A resposta teria a ver com a pergunta, como é que o lucro surge, ao micro-nível do crescimento. Partindo do princípio que a Tesla produz 1.000 carros eléctricos por mês com 1.000 trabalhadores. Qualquer dia esta empresa compra robots, que conseguem montar os seus carros automaticamente; que conseguem fazer até mesmo o trabalho electrónico minucioso de forma precisa e sem erros. (https://youtu.be/8_lfxPI5ObM,) A empresa vai certamente despedir 80% dos seus trabalhadores que já não precisa para a produção dos seus carros. Os salários não são pagos através da filantropia. Está em competição com fornecedores japoneses e alemães (veja também a nossa estória em destaque sobre a empresa portuguesa de carros eléctricos VEECO na página xy). A Tesla tem de poupar nos gastos. Age estritamente segundo princípios económicos. O que acontece, no entanto, quando os trabalhadores despedidos já não conseguem comprar um carro, porque só recebem dinheiro do fundo de desemprego? São descartados como clientes e consumidores. Uma empresa tem de perguntar-se: Quem compra carros eléctricos se, no final, só precisamos de 15 pessoas que desenvolvem o produto, cinco designers e 180 trabalhadores para produzir 1.000 carros por dia?
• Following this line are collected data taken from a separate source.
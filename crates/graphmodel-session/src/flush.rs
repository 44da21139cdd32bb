//! Flush operation ordering and fold-back for graphmodel sessions.
//!
//! A save is planned into a [`FlushPlan`] and submitted as one batch in this
//! order:
//! - CREATE nodes (so later relationship statements can reference them)
//! - UPDATE node properties
//! - DELETE relationships that are no longer reachable from their owner
//! - CREATE relationships
//! - UPDATE relationship properties
//!
//! Once the pipeline confirms the batch, [`FlushPlan::fold`] writes the
//! outcome back into the mapping context. Folding validates the whole response
//! before it mutates anything.

use crate::change_tracker::PropertyDiff;
use crate::context::MappingContext;
use crate::relationship_registry::EdgeKey;
use asupersync::{Cx, Outcome};
use graphmodel_core::error::PipelineErrorKind;
use graphmodel_core::{
    Batch, EntityRef, Error, NodeId, NodeRef, PendingKey, Pipeline, Properties, Response, Result,
    Statement,
};
use serde::Serialize;
use std::collections::HashMap;

/// A pending graph operation.
#[derive(Debug, Clone)]
pub enum PendingOp {
    /// Create a node for a transient entity.
    CreateNode {
        /// Batch-local handle the pipeline reports the identity under.
        key: PendingKey,
        /// The entity that receives the identity.
        entity: EntityRef,
        label: String,
        /// Persistent properties, also the snapshot after success.
        properties: Properties,
    },
    /// Update the changed properties of a tracked node.
    UpdateNode {
        id: NodeId,
        label: String,
        diff: PropertyDiff,
        /// Full persistent properties, the snapshot after success.
        snapshot: Properties,
    },
    DeleteRelationship {
        edge: EdgeKey,
    },
    CreateRelationship {
        start: NodeRef,
        end: NodeRef,
        rel_type: String,
        properties: Properties,
    },
    UpdateRelationship {
        edge: EdgeKey,
        properties: Properties,
    },
}

impl PendingOp {
    /// The statement this operation submits.
    pub fn to_statement(&self) -> Statement {
        match self {
            PendingOp::CreateNode {
                key,
                label,
                properties,
                ..
            } => Statement::CreateNode {
                key: *key,
                label: label.clone(),
                properties: properties.clone(),
            },
            PendingOp::UpdateNode { id, label, diff, .. } => Statement::UpdateNode {
                id: *id,
                label: label.clone(),
                set: diff.set.clone(),
                removed: diff.removed.clone(),
            },
            PendingOp::DeleteRelationship { edge } => Statement::DeleteRelationship {
                start: edge.start,
                end: edge.end,
                rel_type: edge.rel_type.clone(),
            },
            PendingOp::CreateRelationship {
                start,
                end,
                rel_type,
                properties,
            } => Statement::CreateRelationship {
                start: *start,
                end: *end,
                rel_type: rel_type.clone(),
                properties: properties.clone(),
            },
            PendingOp::UpdateRelationship { edge, properties } => {
                Statement::UpdateRelationship {
                    start: edge.start,
                    end: edge.end,
                    rel_type: edge.rel_type.clone(),
                    properties: properties.clone(),
                }
            }
        }
    }
}

/// A plan for executing one save.
#[derive(Debug, Default)]
pub struct FlushPlan {
    /// Node creates, in traversal order.
    pub creates: Vec<PendingOp>,
    /// Node property updates, in traversal order.
    pub updates: Vec<PendingOp>,
    /// Relationship deletes, in key order.
    pub unlinks: Vec<PendingOp>,
    /// Relationship creates, in traversal order.
    pub links: Vec<PendingOp>,
    /// Relationship property updates, in traversal order.
    pub relinks: Vec<PendingOp>,
    /// Tracked entities visited by the traversal; they become canonical for
    /// their identity once the save succeeds.
    pub touched: Vec<(NodeId, EntityRef)>,
}

impl FlushPlan {
    /// Create an empty flush plan.
    pub fn new() -> Self {
        Self::default()
    }

    /// Check if the plan has any operations.
    pub fn is_empty(&self) -> bool {
        self.len() == 0
    }

    /// Total number of operations in the plan.
    pub fn len(&self) -> usize {
        self.creates.len()
            + self.updates.len()
            + self.unlinks.len()
            + self.links.len()
            + self.relinks.len()
    }

    /// All operations in submission order.
    pub fn ops(&self) -> impl Iterator<Item = &PendingOp> {
        self.creates
            .iter()
            .chain(&self.updates)
            .chain(&self.unlinks)
            .chain(&self.links)
            .chain(&self.relinks)
    }

    /// Build the batch submitted to the pipeline.
    pub fn to_batch(&self) -> Batch {
        self.ops().map(PendingOp::to_statement).collect::<Vec<_>>().into()
    }

    /// Submit the plan through `pipeline`.
    ///
    /// An empty plan is not submitted at all.
    #[tracing::instrument(level = "info", skip(self, cx, pipeline))]
    pub async fn execute<P: Pipeline>(&self, cx: &Cx, pipeline: &P) -> Outcome<Response, Error> {
        if self.is_empty() {
            tracing::debug!("Nothing to flush");
            return Outcome::Ok(Response::default());
        }

        tracing::info!(
            creates = self.creates.len(),
            updates = self.updates.len(),
            unlinks = self.unlinks.len(),
            links = self.links.len(),
            relinks = self.relinks.len(),
            "Executing flush plan"
        );

        let start = std::time::Instant::now();
        let batch = self.to_batch();

        let response = match pipeline.execute(cx, &batch).await {
            Outcome::Ok(response) => response,
            Outcome::Err(e) => {
                tracing::warn!(error = %e, "Flush failed; mapping context left untouched");
                return Outcome::Err(e);
            }
            Outcome::Cancelled(r) => return Outcome::Cancelled(r),
            Outcome::Panicked(p) => return Outcome::Panicked(p),
        };

        tracing::info!(
            elapsed_ms = start.elapsed().as_millis(),
            statements = batch.len(),
            "Flush complete"
        );

        Outcome::Ok(response)
    }

    /// Fold a confirmed response back into the mapping context.
    ///
    /// Fails without touching the context if any created node is missing its
    /// assigned identity.
    pub fn fold(&self, response: &Response, context: &mut MappingContext) -> Result<FlushResult> {
        let mut assigned: HashMap<PendingKey, NodeId> = HashMap::new();
        for op in &self.creates {
            if let PendingOp::CreateNode { key, label, .. } = op {
                let id = response.assigned(*key).ok_or_else(|| {
                    Error::pipeline(
                        PipelineErrorKind::MissingIdentity,
                        format!("no identity assigned to created {} node {}", label, key),
                    )
                })?;
                assigned.insert(*key, id);
            }
        }

        let mut links = Vec::with_capacity(self.links.len());
        for op in &self.links {
            if let PendingOp::CreateRelationship {
                start,
                end,
                rel_type,
                properties,
            } = op
            {
                let edge = EdgeKey::new(
                    resolve(*start, &assigned)?,
                    resolve(*end, &assigned)?,
                    rel_type.clone(),
                );
                links.push((edge, properties.clone()));
            }
        }

        // Everything resolved: from here on nothing can fail.
        let mut result = FlushResult::default();

        for (id, entity) in &self.touched {
            context.remember(*id, entity);
        }

        for op in &self.creates {
            if let PendingOp::CreateNode {
                key,
                entity,
                properties,
                ..
            } = op
            {
                let Some(&id) = assigned.get(key) else {
                    continue;
                };
                entity.write().set_id(id);
                context.remember(id, entity);
                context.snapshot(id, properties.clone());
                result.nodes_created += 1;
            }
        }

        for op in &self.updates {
            if let PendingOp::UpdateNode { id, snapshot, .. } = op {
                context.snapshot(*id, snapshot.clone());
                result.nodes_updated += 1;
            }
        }

        for op in &self.unlinks {
            if let PendingOp::DeleteRelationship { edge } = op {
                context.forget_relationship(edge);
                result.relationships_deleted += 1;
            }
        }

        for (edge, properties) in links {
            context.record_relationship(edge, properties);
            result.relationships_created += 1;
        }

        for op in &self.relinks {
            if let PendingOp::UpdateRelationship { edge, properties } = op {
                context.record_relationship(edge.clone(), properties.clone());
                result.relationships_updated += 1;
            }
        }

        tracing::debug!(
            nodes_created = result.nodes_created,
            nodes_updated = result.nodes_updated,
            relationships_created = result.relationships_created,
            relationships_deleted = result.relationships_deleted,
            "Folded flush result into mapping context"
        );

        Ok(result)
    }
}

fn resolve(node: NodeRef, assigned: &HashMap<PendingKey, NodeId>) -> Result<NodeId> {
    match node {
        NodeRef::Existing(id) => Ok(id),
        NodeRef::Pending(key) => assigned.get(&key).copied().ok_or_else(|| {
            Error::pipeline(
                PipelineErrorKind::MissingIdentity,
                format!("relationship references unknown pending node {}", key),
            )
        }),
    }
}

/// Result of a flush operation.
#[derive(Debug, Default, Clone, Copy, PartialEq, Eq, Serialize)]
pub struct FlushResult {
    pub nodes_created: usize,
    pub nodes_updated: usize,
    pub relationships_created: usize,
    pub relationships_updated: usize,
    pub relationships_deleted: usize,
}

impl FlushResult {
    /// Create a new empty result.
    pub fn new() -> Self {
        Self::default()
    }

    /// Total number of operations performed.
    pub fn total(&self) -> usize {
        self.nodes_created
            + self.nodes_updated
            + self.relationships_created
            + self.relationships_updated
            + self.relationships_deleted
    }
}

#[cfg(test)]
mod tests {
    use super::*;
    use graphmodel_core::{Entity, Value};

    fn ingredient(name: &str) -> EntityRef {
        EntityRef::new(Entity::new("Ingredient").with_property("name", name))
    }

    fn props(name: &str) -> Properties {
        let mut props = Properties::new();
        props.insert("name".into(), Value::Text(name.into()));
        props
    }

    fn two_node_plan(chicken: &EntityRef, carrot: &EntityRef) -> FlushPlan {
        let mut plan = FlushPlan::new();
        plan.creates.push(PendingOp::CreateNode {
            key: PendingKey(0),
            entity: chicken.clone(),
            label: "Ingredient".into(),
            properties: props("Chicken"),
        });
        plan.creates.push(PendingOp::CreateNode {
            key: PendingKey(1),
            entity: carrot.clone(),
            label: "Ingredient".into(),
            properties: props("Carrot"),
        });
        plan.links.push(PendingOp::CreateRelationship {
            start: NodeRef::Pending(PendingKey(0)),
            end: NodeRef::Pending(PendingKey(1)),
            rel_type: "PAIRS_WITH".into(),
            properties: Properties::new(),
        });
        plan
    }

    #[test]
    fn test_batch_order_follows_categories() {
        let mut plan = FlushPlan::new();
        plan.relinks.push(PendingOp::UpdateRelationship {
            edge: EdgeKey::new(NodeId(1), NodeId(2), "PAIRS_WITH"),
            properties: Properties::new(),
        });
        plan.unlinks.push(PendingOp::DeleteRelationship {
            edge: EdgeKey::new(NodeId(1), NodeId(3), "PAIRS_WITH"),
        });
        plan.creates.push(PendingOp::CreateNode {
            key: PendingKey(0),
            entity: ingredient("Chicken"),
            label: "Ingredient".into(),
            properties: props("Chicken"),
        });

        let kinds: Vec<_> = plan.to_batch().iter().map(Statement::kind).collect();
        assert_eq!(
            kinds,
            vec!["create_node", "delete_relationship", "update_relationship"]
        );
        assert_eq!(plan.len(), 3);
    }

    #[test]
    fn test_fold_assigns_identities_and_records_edges() {
        let chicken = ingredient("Chicken");
        let carrot = ingredient("Carrot");
        let plan = two_node_plan(&chicken, &carrot);
        let response = Response {
            created: vec![(PendingKey(0), NodeId(10)), (PendingKey(1), NodeId(11))],
            ..Response::default()
        };
        let mut ctx = MappingContext::new();

        let result = plan.fold(&response, &mut ctx).unwrap();

        assert_eq!(result.nodes_created, 2);
        assert_eq!(result.relationships_created, 1);
        assert_eq!(chicken.id(), Some(NodeId(10)));
        assert!(ctx.lookup(NodeId(11)).unwrap().ptr_eq(&carrot));
        assert!(ctx.is_known_relationship(NodeId(10), NodeId(11), "PAIRS_WITH"));
        assert!(!ctx.is_dirty(NodeId(10), &props("Chicken")));
    }

    #[test]
    fn test_fold_missing_identity_leaves_context_untouched() {
        let chicken = ingredient("Chicken");
        let carrot = ingredient("Carrot");
        let plan = two_node_plan(&chicken, &carrot);
        let response = Response {
            created: vec![(PendingKey(0), NodeId(10))],
            ..Response::default()
        };
        let mut ctx = MappingContext::new();

        let err = plan.fold(&response, &mut ctx).unwrap_err();

        assert!(matches!(
            err,
            Error::Pipeline(ref p) if p.kind == PipelineErrorKind::MissingIdentity
        ));
        assert!(chicken.id().is_none());
        assert_eq!(ctx.stats().entities, 0);
        assert_eq!(ctx.stats().relationships, 0);
    }

    #[test]
    fn test_fold_forgets_deleted_relationships() {
        let mut ctx = MappingContext::new();
        let edge = EdgeKey::new(NodeId(1), NodeId(2), "KNOWS");
        ctx.record_relationship(edge.clone(), Properties::new());

        let mut plan = FlushPlan::new();
        plan.unlinks.push(PendingOp::DeleteRelationship { edge });
        let result = plan.fold(&Response::default(), &mut ctx).unwrap();

        assert_eq!(result.relationships_deleted, 1);
        assert!(!ctx.is_known_relationship(NodeId(1), NodeId(2), "KNOWS"));
    }

    #[test]
    fn test_flush_result_total() {
        let result = FlushResult {
            nodes_created: 2,
            nodes_updated: 1,
            relationships_created: 3,
            relationships_updated: 0,
            relationships_deleted: 1,
        };
        assert_eq!(result.total(), 7);
        assert_eq!(FlushResult::new().total(), 0);
    }
}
O que acontece quando falta o poder de compra ou quando um mercado fica saturado? Se faltam consumidores, faltam contribuintes que pagam impostos e, em simultâneo, sobem os custos sociais para o estado. Se o trabalho humano é substituível por máquinas e computadores, os trabalhadores desnecessários são despedidos – todas as empresas funcionam segundo este princípio. Ou produzem em países nos quais os salários são mais baixos. Este é o procedimento da economia industrial, da indústria têxtil em Portugal, na Grã-Bretanha e na Alemanha. Agora mesmo passa-se isto na indústria de produção com a nova fábrica de baterias da Tesla no México. Também o sector de serviços está a ter o mesmo desenvolvimento: call centers indianos trabalham para a operadoras como a Vodafone (entre outras) e uma grande parte do sector bancário europeu.
A revolução industrial para os tecelões no século XIX ou da agricultura no século XX e o computador e os robots no século XXI destroem mais trabalho do que criam. Para isso o nosso sistema económico não encontra resposta. Aqui começa a contradição. Rouba-se cada vez mais trabalho aos humanos: com as máquinas, os computadores e os robots. Postos de trabalho são sacrificados em todas as profissões chamadas de avanço tecnológico. Ao mesmo tempo, a humanidade aumenta vertiginosamente: cada vez mais pessoas têm menos trabalho. A questão da distribuição torna-se mais urgente que nunca. As mudanças climáticas e a sobrepopulação fazem o resto. Estamos no início de uma mudança, que vai alterar a nossa vida completamente. Por isso, a crise também não acabará.
Como será possível, no século XXI, ainda existir o Estado Social do século XX, continuar a manter serviços como o fundo de desemprego e subsídio de doença, subsídio de renda, empréstimos para estudantes, reformas, etc.? Como poderá ainda ser possível daqui a 10 ou 20 anos, o Estado financiar hospitais e monstros burocráticos como o centro de emprego e a segurança social estatal; no qual os funcionários do Estado “relaxam”, de segunda a sexta, em comparação com trabalhadores em profissões da economia livre, que têm de lutar ao longo de sete dias por cada serviço disponível? Não terá chegado – se não quando – o tempo de pensarmos no rendimento básico incondicional para todos?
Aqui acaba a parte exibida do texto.